» PROBLEM DESCRIPTION
Copy nothing from the entries below except the lines from the one containing "filename src/encoding/mod.rs" through the one containing "use constants::SCRATCH_BITS;", and copy those exactly.

(EXERCISE DATA begins)

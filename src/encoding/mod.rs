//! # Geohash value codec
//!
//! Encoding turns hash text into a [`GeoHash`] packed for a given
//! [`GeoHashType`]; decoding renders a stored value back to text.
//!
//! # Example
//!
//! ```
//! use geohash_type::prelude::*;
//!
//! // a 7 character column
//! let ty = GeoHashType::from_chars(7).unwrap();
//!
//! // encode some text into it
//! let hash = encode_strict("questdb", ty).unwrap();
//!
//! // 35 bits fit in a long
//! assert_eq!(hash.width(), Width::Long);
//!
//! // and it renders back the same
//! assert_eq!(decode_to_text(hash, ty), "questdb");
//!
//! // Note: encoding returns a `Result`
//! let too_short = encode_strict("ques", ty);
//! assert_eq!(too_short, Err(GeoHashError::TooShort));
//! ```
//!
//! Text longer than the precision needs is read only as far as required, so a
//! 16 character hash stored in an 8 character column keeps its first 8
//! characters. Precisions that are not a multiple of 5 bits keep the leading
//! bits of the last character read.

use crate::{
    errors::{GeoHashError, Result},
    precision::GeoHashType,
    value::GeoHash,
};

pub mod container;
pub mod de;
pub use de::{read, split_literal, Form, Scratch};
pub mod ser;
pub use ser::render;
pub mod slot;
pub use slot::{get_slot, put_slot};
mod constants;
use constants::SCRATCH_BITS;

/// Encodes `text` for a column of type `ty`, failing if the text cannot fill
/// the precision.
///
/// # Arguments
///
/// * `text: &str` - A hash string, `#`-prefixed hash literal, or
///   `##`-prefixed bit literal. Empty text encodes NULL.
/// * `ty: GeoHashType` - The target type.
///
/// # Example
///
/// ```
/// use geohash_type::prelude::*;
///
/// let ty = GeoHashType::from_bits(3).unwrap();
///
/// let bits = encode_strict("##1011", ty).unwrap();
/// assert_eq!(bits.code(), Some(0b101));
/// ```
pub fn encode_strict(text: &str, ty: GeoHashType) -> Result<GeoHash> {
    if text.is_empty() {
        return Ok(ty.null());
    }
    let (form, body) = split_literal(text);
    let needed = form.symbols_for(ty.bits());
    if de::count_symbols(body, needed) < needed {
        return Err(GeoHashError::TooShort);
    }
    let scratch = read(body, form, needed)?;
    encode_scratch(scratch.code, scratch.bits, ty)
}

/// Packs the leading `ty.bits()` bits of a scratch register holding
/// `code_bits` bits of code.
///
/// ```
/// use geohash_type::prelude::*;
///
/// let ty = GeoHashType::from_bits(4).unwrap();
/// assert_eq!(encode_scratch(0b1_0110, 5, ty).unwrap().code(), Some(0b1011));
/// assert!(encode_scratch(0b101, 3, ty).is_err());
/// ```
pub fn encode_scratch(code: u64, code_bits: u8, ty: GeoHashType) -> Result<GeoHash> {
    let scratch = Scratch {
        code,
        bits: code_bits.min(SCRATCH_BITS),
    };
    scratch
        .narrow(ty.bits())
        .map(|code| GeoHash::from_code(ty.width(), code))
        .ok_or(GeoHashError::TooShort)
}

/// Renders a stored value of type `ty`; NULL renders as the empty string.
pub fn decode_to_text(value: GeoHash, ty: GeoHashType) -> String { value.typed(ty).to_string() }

(EXERCISE DATA ends)
(EXERCISE DATA begins)

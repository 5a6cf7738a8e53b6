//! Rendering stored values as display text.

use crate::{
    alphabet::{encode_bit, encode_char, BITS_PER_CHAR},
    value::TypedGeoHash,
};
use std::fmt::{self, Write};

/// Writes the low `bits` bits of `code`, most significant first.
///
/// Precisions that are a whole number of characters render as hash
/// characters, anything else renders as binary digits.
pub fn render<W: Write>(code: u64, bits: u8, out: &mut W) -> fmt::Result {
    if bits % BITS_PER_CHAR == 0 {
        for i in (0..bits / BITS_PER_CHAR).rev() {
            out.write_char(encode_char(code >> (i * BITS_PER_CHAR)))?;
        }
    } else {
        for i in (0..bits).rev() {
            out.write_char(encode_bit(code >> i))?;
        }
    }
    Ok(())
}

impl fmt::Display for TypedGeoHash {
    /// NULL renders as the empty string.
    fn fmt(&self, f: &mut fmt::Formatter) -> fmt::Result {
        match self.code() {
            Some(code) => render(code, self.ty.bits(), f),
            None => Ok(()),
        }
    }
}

(EXERCISE DATA ends)
(EXERCISE DATA begins)

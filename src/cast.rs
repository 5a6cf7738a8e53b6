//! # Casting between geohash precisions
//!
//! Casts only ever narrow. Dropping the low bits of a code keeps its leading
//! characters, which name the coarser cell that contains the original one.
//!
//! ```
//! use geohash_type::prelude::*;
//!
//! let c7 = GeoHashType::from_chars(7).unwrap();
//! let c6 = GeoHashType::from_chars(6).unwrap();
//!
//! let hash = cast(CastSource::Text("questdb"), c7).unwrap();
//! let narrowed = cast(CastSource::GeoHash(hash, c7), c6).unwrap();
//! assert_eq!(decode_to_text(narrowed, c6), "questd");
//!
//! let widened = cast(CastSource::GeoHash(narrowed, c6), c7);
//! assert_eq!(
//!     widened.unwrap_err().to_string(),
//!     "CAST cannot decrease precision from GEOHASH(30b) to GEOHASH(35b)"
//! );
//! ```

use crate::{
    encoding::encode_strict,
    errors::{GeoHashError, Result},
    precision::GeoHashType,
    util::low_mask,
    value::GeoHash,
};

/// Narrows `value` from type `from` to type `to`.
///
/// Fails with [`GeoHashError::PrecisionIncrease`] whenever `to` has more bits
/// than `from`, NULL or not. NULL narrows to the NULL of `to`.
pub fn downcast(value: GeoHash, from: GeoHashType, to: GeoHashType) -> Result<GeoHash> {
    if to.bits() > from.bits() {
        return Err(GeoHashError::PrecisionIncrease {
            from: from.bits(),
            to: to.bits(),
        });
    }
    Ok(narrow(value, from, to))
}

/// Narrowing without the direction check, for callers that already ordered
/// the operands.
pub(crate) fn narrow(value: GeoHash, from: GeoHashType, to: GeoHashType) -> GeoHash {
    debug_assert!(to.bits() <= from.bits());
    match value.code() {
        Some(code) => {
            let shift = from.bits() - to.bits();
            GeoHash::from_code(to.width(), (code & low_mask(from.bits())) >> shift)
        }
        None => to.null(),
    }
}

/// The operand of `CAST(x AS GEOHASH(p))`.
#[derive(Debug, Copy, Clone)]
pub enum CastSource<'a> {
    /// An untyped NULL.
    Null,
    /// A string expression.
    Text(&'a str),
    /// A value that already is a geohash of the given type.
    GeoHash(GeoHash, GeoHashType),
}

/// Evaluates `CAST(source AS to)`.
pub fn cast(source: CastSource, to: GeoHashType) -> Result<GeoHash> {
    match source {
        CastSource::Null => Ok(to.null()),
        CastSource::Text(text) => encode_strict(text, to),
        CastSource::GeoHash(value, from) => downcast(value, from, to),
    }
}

(EXERCISE DATA ends)

» EXERCISE RESULT
filename src/encoding/mod.rs
//! # Geohash value codec
//!
//! Encoding turns hash text into a [`GeoHash`] packed for a given
//! [`GeoHashType`]; decoding renders a stored value back to text.
//!
//! # Example
//!
//! ```
//! use geohash_type::prelude::*;
//!
//! // a 7 character column
//! let ty = GeoHashType::from_chars(7).unwrap();
//!
//! // encode some text into it
//! let hash = encode_strict("questdb", ty).unwrap();
//!
//! // 35 bits fit in a long
//! assert_eq!(hash.width(), Width::Long);
//!
//! // and it renders back the same
//! assert_eq!(decode_to_text(hash, ty), "questdb");
//!
//! // Note: encoding returns a `Result`
//! let too_short = encode_strict("ques", ty);
//! assert_eq!(too_short, Err(GeoHashError::TooShort));
//! ```
//!
//! Text longer than the precision needs is read only as far as required, so a
//! 16 character hash stored in an 8 character column keeps its first 8
//! characters. Precisions that are not a multiple of 5 bits keep the leading
//! bits of the last character read.

use crate::{
    errors::{GeoHashError, Result},
    precision::GeoHashType,
    value::GeoHash,
};

pub mod container;
pub mod de;
pub use de::{read, split_literal, Form, Scratch};
pub mod ser;
pub use ser::render;
pub mod slot;
pub use slot::{get_slot, put_slot};
mod constants;
use constants::SCRATCH_BITS;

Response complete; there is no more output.